Here’s the point that will blow their minds – no one cared about Pulpit Freedom Sunday. It didn’t grab any major headlines across the country. Neither political candidate mentioned it, the IRS is not rattled about it, and many of the proponents for this nonsense, including Jim Garlow of Skyline Church in El Cajon, California chickened out in their endorsement, if the endorsement was supposed to trigger reaction to the polls:
“I did make an endorsement. I endorsed biblical principles,” said Garlow in a statement. “My confidence is not and never has been in a political party or a candidate. My confidence is in the scriptural constructs for our communities and our nation. Christians should vote for whoever most aligns with biblical truth.
“I shared that I will vote for Mitt Romney, but that was merely a statement, not an endorsement. I encouraged each person in the church to think through the biblical principles and vote for the personal they sense most aligns with scriptural truth as God directs them.”
That’s not guts. That’s not speaking truth to power. That’s walking a fine-line in order to keep your precious IRS exemption on your multi-million dollar property (I’ve been to that church and grounds). It’s a non-endorsement – it’s gobbly-gook wrapped in right-wing religious fervor.
The bottom line is that nobody cares. The late Dr. E.V. Hill once said that “if you say you’re a leader and nobody’s following you, you’re just taking a walk.” Pastor Garlow and others are just taking a walk.
I’ve encouraged the people at First Baptist Church to be politically active and aware – but not once have I told them who to vote for. I’ve been a big proponent of voting. I’ve only missed one election since I turned 18. I believe it’s the moral and ethical thing to do if we intend to interact in a democratic society. I don’t tow the company line of the party I’m affiliated with and I do reserve the right to disagree with my party leaders. But that’s how democracy is.

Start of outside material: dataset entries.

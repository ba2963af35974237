use std::collections::HashMap;

use crate::journey::Itinerary;
use crate::label::LabelId;
use crate::network::{DepartureIndex, Network, PathfindingCost, RouteStopIndex, Timestamp};

use super::{RaptorCore, StopAccess};

/// Departure times considered by a range query, all at the origin (before the access walk).
#[derive(Clone, Copy, Debug, PartialEq, Eq)]
pub struct DepartureWindow {
    pub earliest: Timestamp,
    pub desired: Timestamp,
    pub latest: Timestamp,
}

impl DepartureWindow {
    pub fn new(earliest: Timestamp, desired: Timestamp, latest: Timestamp) -> Self { Self { earliest, desired, latest } }

    pub fn around(desired: Timestamp, before: Timestamp, after: Timestamp) -> Self {
        Self::new(desired.saturating_sub(before), desired, desired.saturating_add(after))
    }
}

// A vehicle departure that can be reached directly from an access stop.
#[derive(Clone, Copy, Debug)]
struct DepartureCandidate {
    route_stop: RouteStopIndex,
    departure: DepartureIndex,
    time_at_stop: Timestamp,
    cost_offset: PathfindingCost,
    access: StopAccess,
}

impl DepartureCandidate {
    fn start_cost(&self) -> PathfindingCost { self.access.cost + self.cost_offset }
}

impl<'a> RaptorCore<'a> {
    /// Finds the non-dominated itineraries for departures within `window`.
    ///
    /// Every departure reachable from an access stop within the window is searched on its own, from the most
    /// to the least expensive start. Later departures start cheaper by the waiting they save, so they improve on
    /// the labels left behind by earlier ones. Results are ordered by departure time, then transfers, then
    /// travel time.
    pub fn calc_routes(&mut self, window: DepartureWindow, access: &[StopAccess], egress: &[StopAccess]) -> Vec<Itinerary<'a>> {
        if !(window.earliest <= window.desired && window.desired <= window.latest) {
            log::warn!("Departure window {:?} is not ordered earliest <= desired <= latest.", window);
        }
        log::debug!(
            "Range query from {} to {} from {} access to {} egress stops.",
            crate::utils::get_time_str(window.earliest),
            crate::utils::get_time_str(window.latest),
            access.len(),
            egress.len()
        );

        let found = self.collect_routes(window, access, egress);
        let num_found = found.len();
        let mut itineraries = filter_itineraries(found);
        itineraries.sort_by(|a, b| {
            a.departure_time
                .cmp(&b.departure_time)
                .then(a.transfer_count.cmp(&b.transfer_count))
                .then(a.travel_time.cmp(&b.travel_time))
        });
        log::debug!("Range query kept {} of {} itineraries.", itineraries.len(), num_found);
        itineraries
    }

    fn enumerate_departures(&self, window: &DepartureWindow, access: &[StopAccess]) -> Vec<DepartureCandidate> {
        let network = self.network;
        let mut candidates = Vec::new();
        for access in access {
            let earliest_at_stop = window.earliest + access.time;
            let latest_at_stop = window.latest + access.time;
            for &route_stop_idx in network.route_stops_at(access.stop) {
                if network.is_last_route_stop(route_stop_idx) {
                    continue;
                }
                let route_stop = network.get_route_stop(route_stop_idx);
                let route = network.get_route(route_stop.route_idx);
                for (offset, &trip_start) in route.get_departures(&network.departures).iter().enumerate() {
                    let time_at_stop = trip_start + route_stop.departure_offset;
                    if !(earliest_at_stop..=latest_at_stop).contains(&time_at_stop) {
                        continue;
                    }
                    candidates.push(DepartureCandidate {
                        route_stop: route_stop_idx,
                        departure: (route.departures_idx + offset) as DepartureIndex,
                        time_at_stop,
                        cost_offset: network.config.departure_cost_offset(time_at_stop - earliest_at_stop),
                        access: *access,
                    });
                }
            }
        }
        candidates.sort_by(|a, b| b.start_cost().total_cmp(&a.start_cost()).then(b.departure.cmp(&a.departure)));
        candidates
    }

    /// Runs the search once per departure candidate and returns every accepted itinerary in discovery order.
    pub(crate) fn collect_routes(&mut self, window: DepartureWindow, access: &[StopAccess], egress: &[StopAccess]) -> Vec<Itinerary<'a>> {
        let network = self.network;
        self.reset();
        let candidates = self.enumerate_departures(&window, access);
        self.register_destinations(egress);
        log::trace!("{} departure candidates.", candidates.len());

        // Best-known tables are shared by all candidates, only the frontier and the bound start over.
        let mut max_transfers = self.max_transfers;
        let mut access_time_per_root: HashMap<LabelId, Timestamp> = HashMap::new();
        let mut last_found: Option<Option<LabelId>> = None;
        let mut found = Vec::new();
        for candidate in &candidates {
            self.improved_stops.clear();
            self.improved_route_stops.clear();
            self.best_arrival_cost = PathfindingCost::INFINITY;
            let root = self.set_initial_label(candidate.route_stop, candidate.time_at_stop, candidate.start_cost());
            access_time_per_root.insert(root, candidate.access.time);

            let mut round = 0;
            while round <= max_transfers {
                self.explore_routes();

                if let Some(egress) = self.find_least_cost_arrival() {
                    if last_found != Some(egress.coming_from) {
                        last_found = Some(egress.coming_from);
                        let destination = self.labels.push(egress);
                        let departure_time = self.optimal_departure_time(destination, &access_time_per_root);
                        let itinerary =
                            Itinerary::assemble(network, &self.labels, Some(destination), departure_time, candidate.cost_offset);
                        log::debug!(
                            "Found itinerary departing {} with {} transfers and cost {:.3}.",
                            crate::utils::get_time_str(itinerary.departure_time),
                            itinerary.transfer_count,
                            itinerary.cost
                        );
                        found.push(itinerary);

                        max_transfers = max_transfers.min(egress.transfer_count + self.max_transfers_after_first_arrival);
                        if round == max_transfers {
                            break;
                        }
                    }
                }

                if self.improved_stops.is_clear() {
                    break;
                }

                self.handle_transfers(false);

                if self.improved_route_stops.is_clear() {
                    break;
                }
                round += 1;
            }
        }
        found
    }

    // The label the path starts from is the boarding itself, so leave early enough to walk there and change.
    fn optimal_departure_time(&self, destination: LabelId, access_time_per_root: &HashMap<LabelId, Timestamp>) -> Timestamp {
        let root = self.labels.root_of(destination);
        let access_time = access_time_per_root.get(&root).copied().unwrap_or(0);
        self.labels[root]
            .arrival_time
            .saturating_sub(self.network.config.minimal_transfer_time)
            .saturating_sub(access_time)
    }
}

/// Removes itineraries sharing transfers, departure and travel time with another one, then the dominated ones.
pub(crate) fn filter_itineraries(mut itineraries: Vec<Itinerary<'_>>) -> Vec<Itinerary<'_>> {
    itineraries.sort_by(|a, b| {
        a.transfer_count
            .cmp(&b.transfer_count)
            .then(a.departure_time.cmp(&b.departure_time))
            .then(a.travel_time.cmp(&b.travel_time))
    });
    itineraries.dedup_by(|a, b| {
        a.transfer_count == b.transfer_count && a.departure_time == b.departure_time && a.travel_time == b.travel_time
    });

    let keep: Vec<bool> = itineraries
        .iter()
        .enumerate()
        .map(|(i, itinerary)| !itineraries.iter().enumerate().any(|(j, other)| i != j && other.dominates(itinerary)))
        .collect();
    itineraries.into_iter().zip(keep).filter_map(|(itinerary, keep)| keep.then_some(itinerary)).collect()
}

/// Non-dominated itineraries between the access and egress stops for departures within `window`.
pub fn range_query<'a>(
    network: &'a Network,
    window: DepartureWindow,
    access: &[StopAccess],
    egress: &[StopAccess],
) -> Vec<Itinerary<'a>> {
    RaptorCore::new(network).calc_routes(window, access, egress)
}

#[cfg(test)]
mod tests {
    use crate::builder::{NetworkBuilder, RouteStopTimes};
    use crate::config::RaptorConfig;

    use super::*;

    const MINUTE: Timestamp = 60;

    fn hm(hours: Timestamp, minutes: Timestamp) -> Timestamp { hours * 3600 + minutes * MINUTE }

    // A slow line a -> c -> g every 20 minutes, and an hourly express c -> g.
    fn shortcut_network() -> Network {
        let mut builder = NetworkBuilder::new(RaptorConfig::default());
        let a = builder.add_stop("a", "A");
        let c = builder.add_stop("c", "C");
        let g = builder.add_stop("g", "G");
        let slow = builder
            .add_route("slow", "slow", vec![
                RouteStopTimes::new(a, 0, 0),
                RouteStopTimes::new(c, 12 * MINUTE, 12 * MINUTE),
                RouteStopTimes::new(g, 44 * MINUTE, 44 * MINUTE),
            ])
            .unwrap();
        let express = builder
            .add_route("express", "express", vec![RouteStopTimes::new(c, 0, 0), RouteStopTimes::new(g, 9 * MINUTE, 9 * MINUTE)])
            .unwrap();
        for i in 0..9 {
            builder.add_departure(slow, &format!("slow{i}"), hm(5, 6) + i * 20 * MINUTE).unwrap();
        }
        for hour in 5..9 {
            builder.add_departure(express, &format!("express{hour}"), hm(hour, 0)).unwrap();
        }
        builder.build().unwrap()
    }

    fn itinerary<'a>(network: &'a Network, departure_time: Timestamp, travel_time: Timestamp, transfer_count: u32) -> Itinerary<'a> {
        Itinerary { legs: Vec::new(), cost: 0.0, departure_time, travel_time, transfer_count, network }
    }

    #[test]
    fn window_around_desired_time() {
        assert_eq!(DepartureWindow::around(600, 900, 300), DepartureWindow::new(0, 600, 900));
        let late = Timestamp::MAX - 10;
        assert_eq!(DepartureWindow::around(late, 5, 100), DepartureWindow::new(late - 5, late, Timestamp::MAX));
    }

    #[test]
    fn candidates_run_from_expensive_to_cheap_start() {
        let network = shortcut_network();
        let core = RaptorCore::new(&network);
        let window = DepartureWindow::new(hm(5, 40), hm(6, 0), hm(6, 50));
        let candidates = core.enumerate_departures(&window, &[StopAccess::new(0, MINUTE, 0.2), StopAccess::new(2, 0, 0.0)]);
        let times: Vec<_> = candidates.iter().map(|candidate| candidate.time_at_stop).collect();
        // Nothing can be boarded at g, the last stop of both lines.
        assert_eq!(times, vec![hm(5, 46), hm(6, 6), hm(6, 26), hm(6, 46)]);
        assert!((candidates[0].cost_offset + 1.0).abs() < 1e-9);
    }

    #[test]
    fn itineraries_are_collected_in_discovery_order() {
        let network = shortcut_network();
        let mut core = RaptorCore::new(&network);
        let window = DepartureWindow::new(hm(5, 40), hm(6, 0), hm(6, 50));
        let found = core.collect_routes(window, &[StopAccess::new(0, MINUTE, 0.2)], &[StopAccess::new(2, MINUTE, 0.2)]);
        let transfer_counts: Vec<_> = found.iter().map(|itinerary| itinerary.transfer_count).collect();
        assert_eq!(transfer_counts, vec![0, 1, 0, 0, 0, 1]);
    }

    // A slow direct line a -> z at 6:00, and a chain of four five minute lines a -> b -> c -> d -> z from 6:10.
    fn chain_network() -> Network {
        let mut builder = NetworkBuilder::new(RaptorConfig::default());
        let stops: Vec<_> = ["a", "b", "c", "d", "z"].iter().map(|id| builder.add_stop(id, id)).collect();
        let direct = builder
            .add_route("direct", "direct", vec![RouteStopTimes::new(stops[0], 0, 0), RouteStopTimes::new(stops[4], 40 * MINUTE, 40 * MINUTE)])
            .unwrap();
        builder.add_departure(direct, "direct0", hm(6, 0)).unwrap();
        for (i, pair) in stops.windows(2).enumerate() {
            let leg = builder
                .add_route(&format!("L{i}"), &format!("leg{i}"), vec![
                    RouteStopTimes::new(pair[0], 0, 0),
                    RouteStopTimes::new(pair[1], 5 * MINUTE, 5 * MINUTE),
                ])
                .unwrap();
            builder.add_departure(leg, &format!("leg{i}"), hm(6, 10) + i as Timestamp * 5 * MINUTE).unwrap();
        }
        builder.build().unwrap()
    }

    #[test]
    fn later_candidates_are_capped_at_two_transfers_above_the_first_result() {
        let network = chain_network();
        let access = [StopAccess::new(0, 0, 0.0)];
        let egress = [StopAccess::new(4, 0, 0.0)];

        // On its own the chain is the cheapest way to z, with three transfers.
        let chained = crate::raptor::raptor_query(&network, hm(6, 5), &access, &egress);
        assert_eq!(chained.transfer_count, 3);

        let window = DepartureWindow::new(hm(5, 55), hm(6, 0), hm(6, 30));
        let found = RaptorCore::new(&network).collect_routes(window, &access, &egress);
        let summary: Vec<_> = found.iter().map(|itinerary| (itinerary.departure_time, itinerary.transfer_count)).collect();
        assert_eq!(summary, vec![(hm(6, 0), 0)]);
    }

    #[test]
    fn filter_removes_duplicates_and_dominated() {
        let network = shortcut_network();
        let kept = filter_itineraries(vec![
            itinerary(&network, 100, 50, 1),
            itinerary(&network, 100, 50, 1),
            itinerary(&network, 100, 60, 0),
            itinerary(&network, 90, 70, 0),
            itinerary(&network, 110, 30, 2),
        ]);
        let summary: Vec<_> = kept.iter().map(|i| (i.departure_time, i.travel_time, i.transfer_count)).collect();
        assert_eq!(summary, vec![(100, 60, 0), (100, 50, 1), (110, 30, 2)]);
    }
}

I frankly don’t have time to address politics in my sermon. I’m too busy trying to tell people about Jesus. I’m not going to fall into the trap of coy presentations and telling people to “Vote for Jesus” as some preachers do around election time. He’s not on the ballot. For HIM to be on the ballot would be a demotion of His majesty.
I ask you to vote – but who you vote for and why you vote for the individual – is your own business.